[[ RECORDS PROVIDED open ]]
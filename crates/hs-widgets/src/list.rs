#![forbid(unsafe_code)]

//! List widget with a per-row action button.
//!
//! Each row shows the selection marker, the item text and, when an action
//! label is set, a clickable label flush with the right edge:
//!
//! ```text
//! > React   Jordan Walke   3   4     [Dismiss]
//!   Redux   Dan Abramov    2   5     [Dismiss]
//! ```
//!
//! Geometry is computed by one function shared by rendering and
//! [`List::hit`], so a click maps back to exactly what was drawn.

use hs_core::geometry::Rect;
use hs_render::display_width;
use hs_render::frame::{Frame, HitData, HitId};

use crate::{StatefulWidget, Widget};

/// A single list row.
#[derive(Debug, Clone, PartialEq, Eq)]
pub struct ListItem {
    content: String,
    data: HitData,
}

impl ListItem {
    /// Create a row with caller-defined payload (e.g. the record id).
    pub fn new(content: impl Into<String>, data: HitData) -> Self {
        Self {
            content: content.into(),
            data,
        }
    }

    /// Row text.
    pub fn content(&self) -> &str {
        &self.content
    }

    /// Payload carried into hit results.
    pub fn data(&self) -> HitData {
        self.data
    }
}

/// What a position in the list area refers to.
#[derive(Debug, Clone, Copy, PartialEq, Eq)]
pub enum ListHit {
    /// The row body of the item at `index`.
    Row { index: usize, data: HitData },
    /// The action label of the item at `index`.
    Action { index: usize, data: HitData },
}

/// A list of single-line items.
#[derive(Debug, Clone, Default)]
pub struct List<'a> {
    items: Vec<ListItem>,
    highlight_symbol: &'a str,
    action_label: Option<&'a str>,
    hit_id: Option<HitId>,
    action_hit_id: Option<HitId>,
}

/// Mutable state for a [`List`] tracking selection and scroll offset.
#[derive(Debug, Clone, Copy, Default, PartialEq, Eq)]
pub struct ListState {
    /// Index of the currently selected item, if any.
    pub selected: Option<usize>,
    /// Scroll offset (first visible item index).
    pub offset: usize,
}

impl ListState {
    /// Set the selected item index, or `None` to deselect.
    pub fn select(&mut self, index: Option<usize>) {
        self.selected = index;
        if index.is_none() {
            self.offset = 0;
        }
    }

    /// Return the currently selected item index.
    pub fn selected(&self) -> Option<usize> {
        self.selected
    }

    /// Move selection to the next item.
    ///
    /// If nothing is selected, selects the first item. Clamps to the last item.
    pub fn select_next(&mut self, item_count: usize) {
        if item_count == 0 {
            return;
        }
        let next = match self.selected {
            Some(i) => (i + 1).min(item_count - 1),
            None => 0,
        };
        self.selected = Some(next);
    }

    /// Move selection to the previous item.
    ///
    /// If nothing is selected, selects the first item. Clamps to 0.
    pub fn select_previous(&mut self, item_count: usize) {
        if item_count == 0 {
            return;
        }
        let prev = match self.selected {
            Some(i) => i.saturating_sub(1),
            None => 0,
        };
        self.selected = Some(prev);
    }

    /// Keep the selection inside `0..item_count`.
    ///
    /// An empty list drops the selection; otherwise an out-of-range
    /// selection moves to the last item.
    pub fn clamp(&mut self, item_count: usize) {
        if item_count == 0 {
            self.select(None);
            return;
        }
        if let Some(selected) = self.selected
            && selected >= item_count
        {
            self.selected = Some(item_count - 1);
        }
        self.offset = self.offset.min(item_count - 1);
    }

    /// Adjust `offset` so the selection is visible in a viewport of
    /// `height` rows.
    pub fn scroll_into_view(&mut self, height: usize, item_count: usize) {
        self.offset = self.effective_offset(height, item_count);
    }

    fn effective_offset(&self, height: usize, item_count: usize) -> usize {
        if item_count == 0 || height == 0 {
            return 0;
        }
        let mut offset = self.offset.min(item_count - 1);
        if let Some(selected) = self.selected.map(|s| s.min(item_count - 1)) {
            if selected >= offset + height {
                offset = selected + 1 - height;
            } else if selected < offset {
                offset = selected;
            }
        }
        offset
    }
}

/// Screen geometry of one visible row.
#[derive(Debug, Clone, Copy)]
struct RowLayout {
    index: usize,
    row: Rect,
    content_right: u16,
    action: Option<Rect>,
}

impl<'a> List<'a> {
    /// Create a list from rows.
    pub fn new(items: impl IntoIterator<Item = ListItem>) -> Self {
        Self {
            items: items.into_iter().collect(),
            ..Self::default()
        }
    }

    /// Marker drawn before the selected row.
    pub fn highlight_symbol(mut self, symbol: &'a str) -> Self {
        self.highlight_symbol = symbol;
        self
    }

    /// Label of the per-row action button.
    pub fn action_label(mut self, label: &'a str) -> Self {
        self.action_label = Some(label);
        self
    }

    /// Register each row body as a hit region with this id.
    pub fn hit_id(mut self, id: HitId) -> Self {
        self.hit_id = Some(id);
        self
    }

    /// Register each action label as a hit region with this id.
    pub fn action_hit_id(mut self, id: HitId) -> Self {
        self.action_hit_id = Some(id);
        self
    }

    pub fn len(&self) -> usize {
        self.items.len()
    }

    pub fn is_empty(&self) -> bool {
        self.items.is_empty()
    }

    /// Resolve a screen position against the layout `render` would produce
    /// for the same `area` and `state`.
    pub fn hit(&self, area: Rect, state: &ListState, x: u16, y: u16) -> Option<ListHit> {
        let offset = state.effective_offset(area.height as usize, self.items.len());
        self.layout(area, offset)
            .find(|row| row.row.contains(x, y))
            .map(|row| {
                let data = self.items[row.index].data;
                match row.action {
                    Some(action) if action.contains(x, y) => ListHit::Action {
                        index: row.index,
                        data,
                    },
                    _ => ListHit::Row {
                        index: row.index,
                        data,
                    },
                }
            })
    }

    fn layout(&self, area: Rect, offset: usize) -> impl Iterator<Item = RowLayout> + '_ {
        let action_width = self.action_label.map_or(0, |l| display_width(l) as u16);
        self.items
            .iter()
            .enumerate()
            .skip(offset)
            .take(area.height as usize)
            .map(move |(index, _)| {
                let y = area.y + (index - offset) as u16;
                let row = Rect::new(area.x, y, area.width, 1);
                let action = (action_width > 0 && action_width < area.width).then(|| {
                    Rect::new(area.right() - action_width, y, action_width, 1)
                });
                let content_right = match action {
                    Some(a) => a.x.saturating_sub(1),
                    None => area.right(),
                };
                RowLayout {
                    index,
                    row,
                    content_right,
                    action,
                }
            })
    }
}

impl StatefulWidget for List<'_> {
    type State = ListState;

    fn render(&self, area: Rect, frame: &mut Frame, state: &mut Self::State) {
        #[cfg(feature = "tracing")]
        let _span = tracing::debug_span!(
            "widget_render",
            widget = "List",
            x = area.x,
            y = area.y,
            w = area.width,
            h = area.height
        )
        .entered();

        if area.is_empty() {
            return;
        }
        if self.items.is_empty() {
            state.select(None);
            return;
        }
        state.clamp(self.items.len());
        state.scroll_into_view(area.height as usize, self.items.len());

        let marker_width = display_width(self.highlight_symbol) as u16;
        for row in self.layout(area, state.offset) {
            let item = &self.items[row.index];
            let y = row.row.y;
            let mut x = area.x;

            if marker_width > 0 {
                if state.selected == Some(row.index) {
                    frame.print(x, y, self.highlight_symbol, row.content_right);
                }
                x = x.saturating_add(marker_width + 1);
            }
            frame.print(x, y, &item.content, row.content_right);

            if let Some(id) = self.hit_id {
                frame.register_hit(row.row, id, item.data);
            }
            if let (Some(action), Some(label)) = (row.action, self.action_label) {
                frame.print(action.x, y, label, action.right());
                if let Some(id) = self.action_hit_id {
                    frame.register_hit(action, id, item.data);
                }
            }
        }
    }
}

impl Widget for List<'_> {
    fn render(&self, area: Rect, frame: &mut Frame) {
        let mut state = ListState::default();
        StatefulWidget::render(self, area, frame, &mut state);
    }
}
[[ RECORDS PROVIDED closed ]]
## EXERCISE AIM
The lines to return begin at the first line of the records and end at the line holding "by rendering and"; please return them exactly, including both, and nothing beyond.

## OUTPUT
filename crates/hs-widgets/src/list.rs
#![forbid(unsafe_code)]

//! List widget with a per-row action button.
//!
//! Each row shows the selection marker, the item text and, when an action
//! label is set, a clickable label flush with the right edge:
//!
//! ```text
//! > React   Jordan Walke   3   4     [Dismiss]
//!   Redux   Dan Abramov    2   5     [Dismiss]
//! ```
//!
//! Geometry is computed by one function shared by rendering and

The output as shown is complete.